Characteristics of the redox‐linked proton ejection in beef‐heart cytochrome c oxidase reconstituted in liposomes

Abstract

In this paper a study is presented of the characteristics of redox‐linked proton ejection exhibited by isolated beef‐heart cytochrome c oxidase incorporated in asolectin vesicles. The enzyme was 90% oriented ‘right‐side out’ as in the mitochondrial membrane. The effects on the H⁺/e⁻ stoichiometry of the modalities of activation of electron flow, the pH of the medium and its ionic composition were investigated.

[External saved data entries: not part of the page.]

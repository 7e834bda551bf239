//! Call-stack aggregation tree.
//!
//! A trie from stack frames to sample counts: each node carries the
//! samples attributed to exactly that frame (`self_value`) and the sum
//! over its subtree (`total`). One tree aggregates one time bucket of
//! one segment. Children stay sorted by frame name so merges are a
//! linear zip.

use crate::core::{EmberError, Result};
use crate::storage::dict::Dictionary;
use bytes::{Buf, BufMut};
use num_rational::Ratio;
use std::fmt;

const TREE_FORMAT_V1: u8 = 1;

/// Frame name the truncated tail of a large tree collapses into.
const OTHER_FRAME: &str = "other";

#[derive(Debug, Clone, Default, PartialEq, Eq)]
struct TreeNode {
    name: String,
    self_value: u64,
    total: u64,
    children: Vec<TreeNode>,
}

impl TreeNode {
    fn child_index(&self, name: &str) -> std::result::Result<usize, usize> {
        self.children
            .binary_search_by(|c| c.name.as_str().cmp(name))
    }

    fn insert(&mut self, stack: &[&str], value: u64) {
        self.total += value;
        match stack.split_first() {
            None => self.self_value += value,
            Some((head, rest)) => {
                let i = match self.child_index(head) {
                    Ok(i) => i,
                    Err(i) => {
                        self.children.insert(
                            i,
                            TreeNode {
                                name: head.to_string(),
                                ..TreeNode::default()
                            },
                        );
                        i
                    },
                };
                self.children[i].insert(rest, value);
            },
        }
    }

    fn merge(&mut self, other: &TreeNode) {
        self.self_value += other.self_value;
        self.total += other.total;
        for child in &other.children {
            match self.child_index(&child.name) {
                Ok(i) => self.children[i].merge(child),
                Err(i) => self.children.insert(i, child.clone()),
            }
        }
    }

    fn scale(&mut self, num: u64, den: u64) {
        self.self_value = scale_value(self.self_value, num, den);
        self.total = scale_value(self.total, num, den);
        for child in &mut self.children {
            child.scale(num, den);
        }
    }

    fn node_count(&self) -> usize {
        1 + self.children.iter().map(TreeNode::node_count).sum::<usize>()
    }

    fn collect_totals(&self, totals: &mut Vec<u64>) {
        totals.push(self.total);
        for child in &self.children {
            child.collect_totals(totals);
        }
    }
}

fn scale_value(v: u64, num: u64, den: u64) -> u64 {
    ((v as u128 * num as u128) / den as u128) as u64
}

/// The profile tree for one `(segment, depth, bucket)` triple.
#[derive(Debug, Clone, Default, PartialEq, Eq)]
pub struct Tree {
    root: TreeNode,
}

impl Tree {
    pub fn new() -> Self {
        Self::default()
    }

    /// Insert one `frame;frame;...` stack with the given sample count.
    pub fn insert(&mut self, stack: &[u8], value: u64) {
        let stack = String::from_utf8_lossy(stack);
        let frames: Vec<&str> =
            stack.split(';').filter(|f| !f.is_empty()).collect();
        self.root.insert(&frames, value);
    }

    /// Insert a pre-split stack.
    pub fn insert_stack(&mut self, frames: &[&str], value: u64) {
        self.root.insert(frames, value);
    }

    /// Merge another tree into this one.
    pub fn merge(&mut self, other: &Tree) {
        self.root.merge(&other.root);
    }

    /// Deep copy with every value scaled by the exact ratio. Integer
    /// numerator/denominator arithmetic, no floats.
    pub fn clone_with_ratio(&self, ratio: Ratio<u64>) -> Tree {
        let mut out = self.clone();
        if ratio != Ratio::new(1, 1) {
            out.root.scale(*ratio.numer(), *ratio.denom());
        }
        out
    }

    /// Multiply every value in place.
    pub fn scale(&mut self, factor: u64) {
        self.root.scale(factor, 1);
    }

    /// Total number of samples held by the tree.
    pub fn samples(&self) -> u64 {
        self.root.total
    }

    pub fn is_empty(&self) -> bool {
        self.root.total == 0 && self.root.children.is_empty()
    }

    pub fn node_count(&self) -> usize {
        // The synthetic root is not a frame.
        self.root.node_count() - 1
    }

    /// The smallest subtree total that survives truncation to
    /// `max_nodes` nodes; anything strictly below collapses into
    /// [`OTHER_FRAME`].
    fn min_total(&self, max_nodes: usize) -> u64 {
        if max_nodes == 0 || self.node_count() <= max_nodes {
            return 0;
        }
        let mut totals = Vec::with_capacity(self.node_count());
        for child in &self.root.children {
            child.collect_totals(&mut totals);
        }
        totals.sort_unstable_by(|a, b| b.cmp(a));
        totals[max_nodes - 1]
    }

    /// Serialize with frame names interned through the application
    /// dictionary. Trees larger than `max_nodes` are truncated, the
    /// dropped subtrees folded into an `other` frame so totals stay
    /// intact. `max_nodes == 0` disables truncation.
    pub fn serialize(&self, dict: &mut Dictionary, max_nodes: usize) -> Vec<u8> {
        let min_total = self.min_total(max_nodes);
        let mut out = Vec::with_capacity(1 + self.node_count() * 16);
        out.put_u8(TREE_FORMAT_V1);
        serialize_node(&self.root, dict, min_total, &mut out);
        out
    }

    /// Decode a serialized tree. An unknown version byte or short input
    /// is a hard [`EmberError::Decode`].
    pub fn deserialize(dict: &Dictionary, bytes: &[u8]) -> Result<Tree> {
        let mut buf = bytes;
        Self::deserialize_consume(dict, &mut buf)
    }

    /// Decode a tree from the front of a buffer, advancing it past the
    /// consumed bytes. Lets callers append their own trailer.
    pub(crate) fn deserialize_consume(dict: &Dictionary, buf: &mut &[u8]) -> Result<Tree> {
        if buf.remaining() < 1 {
            return Err(EmberError::decode("tree: empty input"));
        }
        let version = buf.get_u8();
        if version != TREE_FORMAT_V1 {
            return Err(EmberError::Decode {
                message: format!("tree: unknown format version {}", version),
            });
        }
        let root = deserialize_node(dict, buf, true)?;
        Ok(Tree { root })
    }
}

fn serialize_node(node: &TreeNode, dict: &mut Dictionary, min_total: u64, out: &mut Vec<u8>) {
    out.put_u32_le(dict.put(&node.name));
    out.put_u64_le(node.self_value);

    let mut kept: Vec<&TreeNode> = Vec::with_capacity(node.children.len());
    let mut other: u64 = 0;
    for child in &node.children {
        if min_total > 0 && child.total < min_total {
            other += child.total;
        } else {
            kept.push(child);
        }
    }

    out.put_u32_le((kept.len() + usize::from(other > 0)) as u32);
    for child in kept {
        serialize_node(child, dict, min_total, out);
    }
    if other > 0 {
        // Collapsed subtrees become a leaf carrying their whole weight.
        out.put_u32_le(dict.put(OTHER_FRAME));
        out.put_u64_le(other);
        out.put_u32_le(0);
    }
}

fn deserialize_node(dict: &Dictionary, buf: &mut &[u8], is_root: bool) -> Result<TreeNode> {
    if buf.remaining() < 4 + 8 + 4 {
        return Err(EmberError::decode("tree: truncated node"));
    }
    let name_id = buf.get_u32_le();
    let name = if is_root {
        String::new()
    } else {
        dict.get(name_id)
            .ok_or_else(|| EmberError::Decode {
                message: format!("tree: unknown dictionary id {}", name_id),
            })?
            .to_string()
    };
    let self_value = buf.get_u64_le();
    let child_count = buf.get_u32_le() as usize;
    if child_count > buf.remaining() {
        return Err(EmberError::decode("tree: child count exceeds input"));
    }

    let mut children = Vec::with_capacity(child_count);
    let mut total = self_value;
    for _ in 0..child_count {
        let child = deserialize_node(dict, buf, false)?;
        total += child.total;
        children.push(child);
    }
    children.sort_by(|a, b| a.name.cmp(&b.name));

    Ok(TreeNode {
        name,
        self_value,
        total,
        children,
    })
}

impl fmt::Display for Tree {
    /// Collapsed format: one `frame;frame value` line per node with
    /// self samples, depth-first in frame-name order.
    fn fmt(&self, f: &mut fmt::Formatter<'_>) -> fmt::Result {
        fn walk(node: &TreeNode, prefix: &str, f: &mut fmt::Formatter<'_>) -> fmt::Result {
            let path = if prefix.is_empty() {
                node.name.clone()
            } else {
                format!("{};{}", prefix, node.name)
            };
            if node.self_value > 0 {
                writeln!(f, "{} {}", path, node.self_value)?;
            }
            for child in &node.children {
                walk(child, &path, f)?;
            }
            Ok(())
        }
        for child in &self.root.children {
            walk(child, "", f)?;
        }
        Ok(())
    }
}
#[cfg(test)]
mod tests {
    use super::*;
    use crate::storage::cache::BincodeCodec;
    use crate::storage::key::parse_key;
    use crate::storage::kv::MemoryKv;
    use chrono::TimeZone;
    use pretty_assertions::assert_eq;

    fn t(secs: i64) -> DateTime<Utc> {
        Utc.timestamp_opt(secs, 0).unwrap()
    }

    fn exemplars() -> Exemplars {
        let kv: Arc<dyn KvStore> = Arc::new(MemoryKv::new());
        let dicts = Arc::new(Cache::new(
            Arc::clone(&kv),
            Box::new(BincodeCodec),
            "d:",
            std::time::Duration::from_secs(60),
        ));
        Exemplars::new(
            ExemplarsConfig::default(),
            kv,
            dicts,
            Arc::new(StorageCounters::default()),
        )
    }

    fn sample_tree() -> Tree {
        let mut tree = Tree::new();
        tree.insert(b"a;b", 1);
        tree.insert(b"a;c", 2);
        tree
    }

    #[tokio::test]
    async fn test_insert_merges_same_profile() {
        let e = exemplars();
        let key = parse_key("app.cpu{profile_id=a}").unwrap();
        e.insert(&key, &sample_tree(), t(10), t(19)).unwrap();
        e.insert(&key, &sample_tree(), t(10), t(19)).unwrap();
        let key_b = parse_key("app.cpu{profile_id=b}").unwrap();
        e.insert(&key_b, &sample_tree(), t(10), t(19)).unwrap();
        e.sync();

        let (tree, count) = e.merge("app.cpu", &["a"]).await.unwrap().unwrap();
        assert_eq!(tree.samples(), 6);
        assert_eq!(count, 1);

        let (tree, _) = e.merge("app.cpu", &["b"]).await.unwrap().unwrap();
        assert_eq!(tree.samples(), 3);

        let (tree, count) = e.merge("app.cpu", &["a", "b"]).await.unwrap().unwrap();
        assert_eq!(tree.samples(), 9);
        assert_eq!(count, 2);
    }

    #[tokio::test]
    async fn test_merge_across_flushes() {
        let e = exemplars();
        let key = parse_key("app.cpu{profile_id=a}").unwrap();
        e.insert(&key, &sample_tree(), t(10), t(19)).unwrap();
        e.sync();
        e.insert(&key, &sample_tree(), t(20), t(29)).unwrap();
        e.sync();

        let mut fetched = Vec::new();
        e.fetch("app.cpu", &["a"], &mut |entry| {
            fetched.push(entry);
            Ok(())
        })
        .await
        .unwrap();
        assert_eq!(fetched.len(), 1);
        assert_eq!(fetched[0].tree.samples(), 6);
        assert_eq!(fetched[0].start_time, t(10));
        assert_eq!(fetched[0].end_time, t(29));
    }

    #[tokio::test]
    async fn test_fetch_skips_missing_ids() {
        let e = exemplars();
        let key = parse_key("app.cpu{profile_id=a}").unwrap();
        e.insert(&key, &sample_tree(), t(10), t(19)).unwrap();
        e.sync();

        let (tree, count) = e.merge("app.cpu", &["a", "ghost"]).await.unwrap().unwrap();
        assert_eq!(count, 1);
        assert_eq!(tree.samples(), 3);

        assert!(e.merge("app.cpu", &["ghost"]).await.unwrap().is_none());
        assert!(e.merge("unknown.app", &["a"]).await.unwrap().is_none());
    }

    #[tokio::test]
    async fn test_labels_stripped_of_reserved() {
        let e = exemplars();
        let key = parse_key("app.cpu{profile_id=a,region=eu}").unwrap();
        e.insert(&key, &sample_tree(), t(10), t(19)).unwrap();
        e.sync();

        let mut fetched = Vec::new();
        e.fetch("app.cpu", &["a"], &mut |entry| {
            fetched.push(entry);
            Ok(())
        })
        .await
        .unwrap();
        let labels = &fetched[0].labels;
        assert_eq!(labels.get("region").map(String::as_str), Some("eu"));
        assert!(!labels.contains_key(APP_NAME_LABEL));
        assert!(!labels.contains_key(PROFILE_ID_LABEL));
    }

    #[tokio::test]
    async fn test_truncate_before() {
        let e = exemplars();
        let old = parse_key("app.cpu{profile_id=old}").unwrap();
        let new = parse_key("app.cpu{profile_id=new}").unwrap();
        e.insert(&old, &sample_tree(), t(10), t(19)).unwrap();
        e.insert(&new, &sample_tree(), t(100), t(109)).unwrap();
        e.sync();

        let removed = e.truncate_before(t(50)).await.unwrap();
        assert_eq!(removed, 1);

        assert!(e.merge("app.cpu", &["old"]).await.unwrap().is_none());
        assert!(e.merge("app.cpu", &["new"]).await.unwrap().is_some());

        // Idempotent: nothing left below the cutoff.
        assert_eq!(e.truncate_before(t(50)).await.unwrap(), 0);
    }

    #[tokio::test]
    async fn test_insert_without_profile_id_is_rejected() {
        let e = exemplars();
        let key = parse_key("app.cpu{}").unwrap();
        assert!(e.insert(&key, &sample_tree(), t(10), t(19)).is_err());
    }

    #[tokio::test]
    async fn test_empty_tree_is_ignored() {
        let e = exemplars();
        let key = parse_key("app.cpu{profile_id=a}").unwrap();
        e.insert(&key, &Tree::new(), t(10), t(19)).unwrap();
        e.sync();
        assert!(e.merge("app.cpu", &["a"]).await.unwrap().is_none());
    }
}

The results obtained show that, whilst ferrocytochrome c pulses of the aerobic oxidase vesicles at neutral pH and in the presence of saturating concentrations of valinomycin and K⁺ to ensure charge compensation produced H⁺/e⁻ ratios around 1 (as has been shown previously), oxygen pulses of reduced anaerobic vesicles supplemented with cytochrome c, gave H⁺/e⁻ ratios around 0.3. The H⁺/e⁻ ratios exhibited, with both reductant and oxidant pulses, a marked pH dependence. Maximum values were observed at pH 7.0–7.7, which decreased to negligible values at acidic pH with apparent pK_a of 6.7–6.3. Mg²⁺ and Ca²⁺ caused a marked depression of the H⁺/e⁻ ratio, which in the presence of these cations and after a few ferrocytochrome pulses, became negligible. Analysis of cytochrome c oxidation showed that the modalities of activation of electron flow and divalent cations exerted profound effects on the kinetics of cytochrome c oxidation by oxidase vesicles. The observations presented seem to provide interesting clues for the nature and mechanism of redox‐linked proton ejection in reconstituted cytochrome c oxidase.